Extracted records Start Marker

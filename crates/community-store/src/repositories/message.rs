//! Direct message repository

use tracing::instrument;

use community_core::entities::DirectMessage;
use community_core::error::{DomainError, DomainResult};
use community_core::StorageAdapterExt;

use crate::{keys, SharedAdapter};

/// Repository for `DirectMessage` rows
#[derive(Clone)]
pub struct MessageRepository {
    adapter: SharedAdapter,
}

impl MessageRepository {
    /// Create a new MessageRepository
    pub fn new(adapter: SharedAdapter) -> Self {
        Self { adapter }
    }

    fn load(&self) -> DomainResult<Vec<DirectMessage>> {
        self.adapter.read_collection(keys::DIRECT_MESSAGES)
    }

    fn store(&self, rows: &[DirectMessage]) -> DomainResult<()> {
        self.adapter.write_collection(keys::DIRECT_MESSAGES, rows)
    }

    #[instrument(skip(self))]
    pub fn list(&self) -> DomainResult<Vec<DirectMessage>> {
        self.load()
    }

    #[instrument(skip(self))]
    pub fn find(&self, id: &str) -> DomainResult<Option<DirectMessage>> {
        Ok(self.load()?.into_iter().find(|m| m.id == id))
    }

    /// Messages in a conversation, oldest first
    #[instrument(skip(self))]
    pub fn list_by_conversation(&self, conversation_id: &str) -> DomainResult<Vec<DirectMessage>> {
        let mut rows: Vec<DirectMessage> = self
            .load()?
            .into_iter()
            .filter(|m| m.conversation_id == conversation_id)
            .collect();
        rows.sort_by(|a, b| a.created_at.cmp(&b.created_at));
        Ok(rows)
    }

    /// Case-insensitive content search across the given conversations
    ///
    /// Archive state of the conversations is irrelevant here: it partitions
    /// listing, not searchability.
    #[instrument(skip(self, conversation_ids))]
    pub fn search_in(
        &self,
        conversation_ids: &[String],
        query: &str,
    ) -> DomainResult<Vec<DirectMessage>> {
        Ok(self
            .load()?
            .into_iter()
            .filter(|m| {
                conversation_ids.iter().any(|id| *id == m.conversation_id)
                    && m.content_matches(query)
            })
            .collect())
    }

    #[instrument(skip(self, message))]
    pub fn add(&self, message: DirectMessage) -> DomainResult<()> {
        let mut rows = self.load()?;
        rows.push(message);
        self.store(&rows)
    }

    /// Write back a message mutated in place (read receipts, status)
    #[instrument(skip(self, message))]
    pub fn save(&self, message: &DirectMessage) -> DomainResult<()> {
        let mut rows = self.load()?;
        let slot = rows
            .iter_mut()
            .find(|m| m.id == message.id)
            .ok_or_else(|| DomainError::MessageNotFound(message.id.clone()))?;
        *slot = message.clone();
        self.store(&rows)
    }

    #[instrument(skip(self))]
    pub fn remove(&self, id: &str) -> DomainResult<()> {
        let mut rows = self.load()?;
        let before = rows.len();
        rows.retain(|m| m.id != id);
        if rows.len() == before {
            return Err(DomainError::MessageNotFound(id.to_string()));
        }
        self.store(&rows)
    }
}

Extracted records End Marker

§ Work to complete
The records above must be repeated exactly, every one of them.

§ Answer box
filename crates/community-store/src/repositories/message.rs
//! Direct message repository

use tracing::instrument;

use community_core::entities::DirectMessage;
use community_core::error::{DomainError, DomainResult};
use community_core::StorageAdapterExt;

use crate::{keys, SharedAdapter};

/// Repository for `DirectMessage` rows
#[derive(Clone)]
pub struct MessageRepository {
    adapter: SharedAdapter,
}

impl MessageRepository {
    /// Create a new MessageRepository
    pub fn new(adapter: SharedAdapter) -> Self {
        Self { adapter }
    }

    fn load(&self) -> DomainResult<Vec<DirectMessage>> {
        self.adapter.read_collection(keys::DIRECT_MESSAGES)
    }

    fn store(&self, rows: &[DirectMessage]) -> DomainResult<()> {
        self.adapter.write_collection(keys::DIRECT_MESSAGES, rows)
    }

    #[instrument(skip(self))]
    pub fn list(&self) -> DomainResult<Vec<DirectMessage>> {
        self.load()
    }

    #[instrument(skip(self))]
    pub fn find(&self, id: &str) -> DomainResult<Option<DirectMessage>> {
        Ok(self.load()?.into_iter().find(|m| m.id == id))
    }

    /// Messages in a conversation, oldest first
    #[instrument(skip(self))]
    pub fn list_by_conversation(&self, conversation_id: &str) -> DomainResult<Vec<DirectMessage>> {
        let mut rows: Vec<DirectMessage> = self
            .load()?
            .into_iter()
            .filter(|m| m.conversation_id == conversation_id)
            .collect();
        rows.sort_by(|a, b| a.created_at.cmp(&b.created_at));
        Ok(rows)
    }

    /// Case-insensitive content search across the given conversations
    ///
    /// Archive state of the conversations is irrelevant here: it partitions
    /// listing, not searchability.
    #[instrument(skip(self, conversation_ids))]
    pub fn search_in(
        &self,
        conversation_ids: &[String],
        query: &str,
    ) -> DomainResult<Vec<DirectMessage>> {
        Ok(self
            .load()?
            .into_iter()
            .filter(|m| {
                conversation_ids.iter().any(|id| *id == m.conversation_id)
                    && m.content_matches(query)
            })
            .collect())
    }

    #[instrument(skip(self, message))]
    pub fn add(&self, message: DirectMessage) -> DomainResult<()> {
        let mut rows = self.load()?;
        rows.push(message);
        self.store(&rows)
    }

    /// Write back a message mutated in place (read receipts, status)
    #[instrument(skip(self, message))]
    pub fn save(&self, message: &DirectMessage) -> DomainResult<()> {
        let mut rows = self.load()?;
        let slot = rows
            .iter_mut()
            .find(|m| m.id == message.id)
            .ok_or_else(|| DomainError::MessageNotFound(message.id.clone()))?;
        *slot = message.clone();
        self.store(&rows)
    }

    #[instrument(skip(self))]
    pub fn remove(&self, id: &str) -> DomainResult<()> {
        let mut rows = self.load()?;
        let before = rows.len();
        rows.retain(|m| m.id != id);
        if rows.len() == before {
            return Err(DomainError::MessageNotFound(id.to_string()));
        }
        self.store(&rows)
    }
}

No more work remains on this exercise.